● **Aim of the exercise**
Scan the listing below. Report each line that includes "RpcPayload".
▼
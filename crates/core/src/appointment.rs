//! Booked appointments.

use crate::patient::Patient;
use crate::physician::Physician;
use chrono::NaiveDateTime;
use clinic_types::{LicenseNumber, NonEmptyText};
use std::sync::Arc;

/// A physician at an exact instant. At most one appointment may occupy a slot.
#[derive(Debug, Clone, PartialEq, Eq, Hash)]
pub struct Slot {
    pub license: LicenseNumber,
    pub at: NaiveDateTime,
}

/// An immutable booking of a patient with a physician for one specialty.
///
/// Patient and physician are shared with the registry, not copied. The stored
/// specialty is the name as requested at booking time.
#[derive(Debug, Clone)]
pub struct Appointment {
    patient: Arc<Patient>,
    physician: Arc<Physician>,
    at: NaiveDateTime,
    specialty: NonEmptyText,
}

impl Appointment {
    pub(crate) fn new(
        patient: Arc<Patient>,
        physician: Arc<Physician>,
        at: NaiveDateTime,
        specialty: NonEmptyText,
    ) -> Self {
        Self {
            patient,
            physician,
            at,
            specialty,
        }
    }

    pub fn patient(&self) -> &Patient {
        &self.patient
    }

    pub fn physician(&self) -> &Physician {
        &self.physician
    }

    pub fn at(&self) -> NaiveDateTime {
        self.at
    }

    pub fn specialty(&self) -> &NonEmptyText {
        &self.specialty
    }

    pub fn slot(&self) -> Slot {
        Slot {
            license: self.physician.license().clone(),
            at: self.at,
        }
    }
}

impl std::fmt::Display for Appointment {
    fn fmt(&self, f: &mut std::fmt::Formatter<'_>) -> std::fmt::Result {
        write!(
            f,
            "Appointment: {} with {} - {} on {}",
            self.patient, self.physician, self.specialty, self.at
        )
    }
}

#[cfg(test)]
mod tests {
    use super::*;
    use crate::specialty::Specialty;
    use chrono::NaiveDate;

    fn monday_ten() -> NaiveDateTime {
        NaiveDate::from_ymd_opt(2025, 6, 9)
            .unwrap()
            .and_hms_opt(10, 0, 0)
            .unwrap()
    }

    fn appointment() -> Appointment {
        let patient = Arc::new(Patient::new("Juan Perez", "12345678", "01/01/1990").unwrap());
        let physician = Physician::new("Dra. Gomez", "M123").unwrap();
        physician
            .add_specialty(Specialty::new("Pediatría", ["monday"]).unwrap())
            .unwrap();
        Appointment::new(
            patient,
            Arc::new(physician),
            monday_ten(),
            NonEmptyText::new("Pediatría").unwrap(),
        )
    }

    #[test]
    fn slot_is_the_exact_instant() {
        let slot = appointment().slot();
        let license = LicenseNumber::parse("M123").unwrap();

        assert_eq!(
            slot,
            Slot {
                license: license.clone(),
                at: monday_ten()
            }
        );
        assert_ne!(
            slot,
            Slot {
                license,
                at: monday_ten() + chrono::Duration::minutes(1)
            }
        );
        assert_ne!(
            slot,
            Slot {
                license: LicenseNumber::parse("M999").unwrap(),
                at: monday_ten()
            }
        );
    }

    #[test]
    fn renders_patient_physician_and_time() {
        assert_eq!(
            appointment().to_string(),
            "Appointment: Juan Perez (ID: 12345678) with Dra. Gomez (License: M123) - \
             Specialties: Pediatría (Days: monday) - Pediatría on 2025-06-09 10:00:00"
        );
    }
}
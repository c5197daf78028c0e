//! Per-patient medical history.

use crate::appointment::Appointment;
use crate::patient::Patient;
use crate::prescription::Prescription;
use std::sync::Arc;

/// Append-only log of one patient's appointments and prescriptions.
///
/// Histories are created by the registry when the patient registers and can only be
/// extended by it.
#[derive(Debug, Clone)]
pub struct MedicalHistory {
    patient: Arc<Patient>,
    appointments: Vec<Appointment>,
    prescriptions: Vec<Prescription>,
}

impl MedicalHistory {
    pub(crate) fn new(patient: Arc<Patient>) -> Self {
        Self {
            patient,
            appointments: Vec::new(),
            prescriptions: Vec::new(),
        }
    }

    pub(crate) fn record_appointment(&mut self, appointment: Appointment) {
        self.appointments.push(appointment);
    }

    pub(crate) fn record_prescription(&mut self, prescription: Prescription) {
        self.prescriptions.push(prescription);
    }

    pub fn patient(&self) -> &Patient {
        &self.patient
    }

    pub fn appointments(&self) -> &[Appointment] {
        &self.appointments
    }

    pub fn prescriptions(&self) -> &[Prescription] {
        &self.prescriptions
    }
}

impl std::fmt::Display for MedicalHistory {
    fn fmt(&self, f: &mut std::fmt::Formatter<'_>) -> std::fmt::Result {
        writeln!(f, "Medical history of {}", self.patient)?;
        writeln!(f, "Appointments:")?;
        for appointment in &self.appointments {
            writeln!(f, "{appointment}")?;
        }
        write!(f, "Prescriptions:")?;
        for prescription in &self.prescriptions {
            write!(f, "\n{prescription}")?;
        }
        Ok(())
    }
}

#[cfg(test)]
mod tests {
    use super::*;

    #[test]
    fn empty_history_renders_headers_only() {
        let patient = Arc::new(Patient::new("Ana Lopez", "87654321", "02/02/2000").unwrap());
        let history = MedicalHistory::new(patient);

        assert!(history.appointments().is_empty());
        assert!(history.prescriptions().is_empty());
        assert_eq!(
            history.to_string(),
            "Medical history of Ana Lopez (ID: 87654321)\nAppointments:\nPrescriptions:"
        );
    }
}
//! Translation of registry rejections into HTTP responses.

use crate::dto::ErrorRes;
use axum::http::StatusCode;
use axum::response::{IntoResponse, Json, Response};
use clinic_core::{ClinicError, ErrorKind, UnavailableReason};

/// A registry rejection on its way back to an HTTP client.
#[derive(Debug)]
pub struct ApiError(pub ClinicError);

impl From<ClinicError> for ApiError {
    fn from(err: ClinicError) -> Self {
        Self(err)
    }
}

impl ApiError {
    pub fn status(&self) -> StatusCode {
        match self.0.kind() {
            ErrorKind::Validation | ErrorKind::InvalidSpecialty | ErrorKind::InvalidPrescription => {
                StatusCode::BAD_REQUEST
            }
            ErrorKind::PatientNotFound => StatusCode::NOT_FOUND,
            ErrorKind::PhysicianUnavailable => match &self.0 {
                ClinicError::PhysicianUnavailable {
                    reason: UnavailableReason::UnknownLicense,
                    ..
                } => StatusCode::NOT_FOUND,
                _ => StatusCode::UNPROCESSABLE_ENTITY,
            },
            ErrorKind::DuplicateRecord | ErrorKind::SlotTaken => StatusCode::CONFLICT,
        }
    }
}

impl IntoResponse for ApiError {
    fn into_response(self) -> Response {
        let status = self.status();
        tracing::warn!("request rejected ({}): {}", status, self.0);
        let body = ErrorRes {
            kind: self.0.kind().as_str().to_string(),
            message: self.0.to_string(),
        };
        (status, Json(body)).into_response()
    }
}
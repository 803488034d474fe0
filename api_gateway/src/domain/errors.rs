use serde_json::Value;
use std::fmt;

/// Every failure the gateway can answer a request with.
///
/// Upstream responses and local rejections are sorted into one of these
/// shapes where they enter the gateway; the error normalizer then matches on
/// them exhaustively to build the client-facing envelope.
#[derive(Debug, Clone, PartialEq)]
pub enum GatewayError {
    /// A service answered with a non-string `message`: either a
    /// `{statusCode, message}` object or an array.
    StructuredUpstream(Value),
    /// A service raised a handled remote-procedure error.
    RemoteProcedure(RpcPayload),
    /// HTTP-style failure raised by the gateway or relayed from a service status line.
    GenericHttp(HttpFailure),
    Unclassified,
}

// Payload carried by a remote-procedure error.
#[derive(Debug, Clone, PartialEq)]
pub enum RpcPayload {
    Text(String),
    Structured(Value),
}

/// Fields an HTTP-style failure may carry. Any of them can be missing;
/// `status` wins over `status_code`, and `response_message` over `message`.
#[derive(Debug, Clone, Default, PartialEq)]
pub struct HttpFailure {
    pub status: Option<u16>,
    pub status_code: Option<u16>,
    pub response_message: Option<Value>,
    pub message: Option<Value>,
}

impl GatewayError {
    pub fn http(status: u16, message: impl Into<String>) -> Self {
        GatewayError::GenericHttp(HttpFailure {
            status: Some(status),
            message: Some(Value::String(message.into())),
            ..HttpFailure::default()
        })
    }

    // Request validation failure; each violation is reported to the client.
    pub fn validation(violations: Vec<String>) -> Self {
        GatewayError::GenericHttp(HttpFailure {
            status: Some(400),
            response_message: Some(Value::from(violations)),
            message: Some(Value::String("Bad Request".to_string())),
            ..HttpFailure::default()
        })
    }

    pub fn kind(&self) -> &'static str {
        match self {
            GatewayError::StructuredUpstream(_) => "structured_upstream",
            GatewayError::RemoteProcedure(_) => "remote_procedure",
            GatewayError::GenericHttp(_) => "generic_http",
            GatewayError::Unclassified => "unclassified",
        }
    }
}

impl fmt::Display for GatewayError {
    fn fmt(&self, f: &mut fmt::Formatter<'_>) -> fmt::Result {
        match self {
            GatewayError::StructuredUpstream(payload) => {
                write!(f, "structured upstream error: {payload}")
            }
            GatewayError::RemoteProcedure(RpcPayload::Text(message)) => {
                write!(f, "remote procedure error: {message}")
            }
            GatewayError::RemoteProcedure(RpcPayload::Structured(payload)) => {
                write!(f, "remote procedure error: {payload}")
            }
            GatewayError::GenericHttp(failure) => {
                let status = failure.status.or(failure.status_code);
                match (status, failure.message.as_ref()) {
                    (Some(status), Some(message)) => write!(f, "http error {status}: {message}"),
                    (Some(status), None) => write!(f, "http error {status}"),
                    (None, Some(message)) => write!(f, "http error: {message}"),
                    (None, None) => write!(f, "http error"),
                }
            }
            GatewayError::Unclassified => write!(f, "unclassified error"),
        }
    }
}

impl std::error::Error for GatewayError {}

#[cfg(test)]
mod tests {
    use super::*;
    use serde_json::json;

    #[test]
    fn when_validation_error_is_built_then_violations_are_nested_under_response_message() {
        let error = GatewayError::validation(vec!["email should not be empty".to_string()]);

        let GatewayError::GenericHttp(failure) = error else {
            panic!("expected generic http error");
        };
        assert_eq!(failure.status, Some(400));
        assert_eq!(failure.response_message, Some(json!(["email should not be empty"])));
    }

    #[test]
    fn when_http_error_is_displayed_then_status_and_message_are_included() {
        let error = GatewayError::http(502, "auth service unavailable");

        assert_eq!(
            error.to_string(),
            r#"http error 502: "auth service unavailable""#
        );
    }
}
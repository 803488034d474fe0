use crate::domain::entities::{NewUser, User};
use crate::domain::errors::AuthError;
use crate::domain::ports::{Clock, CredentialHasher, StoreError, UserStore};
use crate::interface_adapters::protocol::CredentialsRequest;

const MIN_PASSWORD_LEN: usize = 8;

// Sign-up use case with injected dependencies.
pub struct SignUpUseCase<C, S, H> {
    pub clock: C,
    pub store: S,
    pub hasher: H,
}

impl<C, S, H> SignUpUseCase<C, S, H>
where
    C: Clock,
    S: UserStore,
    H: CredentialHasher,
{
    pub async fn execute(&self, payload: CredentialsRequest) -> Result<User, AuthError> {
        let email = normalize_email(&payload.email)?;
        if payload.password.chars().count() < MIN_PASSWORD_LEN {
            return Err(AuthError::WeakPassword);
        }

        let password_hash = self
            .hasher
            .hash(&payload.password)
            .await
            .map_err(|_| AuthError::HashFailure)?;

        let user = NewUser {
            email: email.clone(),
            password_hash,
            created_at: self.clock.now(),
        };

        self.store.insert(user).await.map_err(|err| match err {
            StoreError::Conflict => AuthError::EmailTaken(email),
            StoreError::Backend(_) => AuthError::StorageFailure,
        })
    }
}

// Emails are compared case-insensitively, so they are stored lowercased.
fn normalize_email(value: &str) -> Result<String, AuthError> {
    let email = value.trim().to_lowercase();

    let Some((local, domain)) = email.split_once('@') else {
        return Err(AuthError::InvalidEmail);
    };
    if local.is_empty() || domain.is_empty() || domain.contains('@') {
        return Err(AuthError::InvalidEmail);
    }
    if email.chars().any(char::is_whitespace) {
        return Err(AuthError::InvalidEmail);
    }

    Ok(email)
}
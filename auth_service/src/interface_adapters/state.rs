use async_trait::async_trait;
use chrono::{DateTime, Utc};
use sqlx::PgPool;
use std::sync::Arc;

use crate::domain::entities::{NewUser, User};
use crate::domain::ports::{Clock, CredentialHasher, StoreError, UserStore};

// Application state holding the user store and password hasher.
#[derive(Clone)]
pub struct AppState {
    pub users: Arc<dyn UserStore>,
    pub hasher: Arc<dyn CredentialHasher>,
}

// PostgreSQL-backed user store.
#[derive(Clone)]
pub struct PostgresUserStore {
    pub db: PgPool,
}

#[derive(sqlx::FromRow)]
struct UserRow {
    id: i64,
    email: String,
    password_hash: String,
    created_at: DateTime<Utc>,
}

impl From<UserRow> for User {
    fn from(row: UserRow) -> Self {
        Self {
            id: row.id,
            email: row.email,
            password_hash: row.password_hash,
            created_at: row.created_at,
        }
    }
}

fn map_sqlx_error(err: sqlx::Error) -> StoreError {
    match err.as_database_error() {
        Some(db_err) if db_err.is_unique_violation() => StoreError::Conflict,
        _ => StoreError::Backend(err.to_string()),
    }
}

#[async_trait]
impl UserStore for PostgresUserStore {
    async fn insert(&self, user: NewUser) -> Result<User, StoreError> {
        let row = sqlx::query_as::<_, UserRow>(
            r#"
            INSERT INTO users (email, password_hash, created_at)
            VALUES ($1, $2, $3)
            RETURNING id, email, password_hash, created_at
            "#,
        )
        .bind(&user.email)
        .bind(&user.password_hash)
        .bind(user.created_at)
        .fetch_one(&self.db)
        .await
        .map_err(map_sqlx_error)?;

        Ok(row.into())
    }

    async fn find_by_email(&self, email: &str) -> Result<Option<User>, StoreError> {
        let row = sqlx::query_as::<_, UserRow>(
            r#"
            SELECT id, email, password_hash, created_at
            FROM users
            WHERE email = $1
            "#,
        )
        .bind(email)
        .fetch_optional(&self.db)
        .await
        .map_err(map_sqlx_error)?;

        Ok(row.map(User::from))
    }
}

// System clock adapter used by auth use cases.
#[derive(Clone, Copy)]
pub struct SystemClock;

impl Clock for SystemClock {
    fn now(&self) -> DateTime<Utc> {
        Utc::now()
    }
}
▲
● **Result for this exercise**
    RemoteProcedure(RpcPayload),
pub enum RpcPayload {
            GatewayError::RemoteProcedure(RpcPayload::Text(message)) => {
            GatewayError::RemoteProcedure(RpcPayload::Structured(payload)) => {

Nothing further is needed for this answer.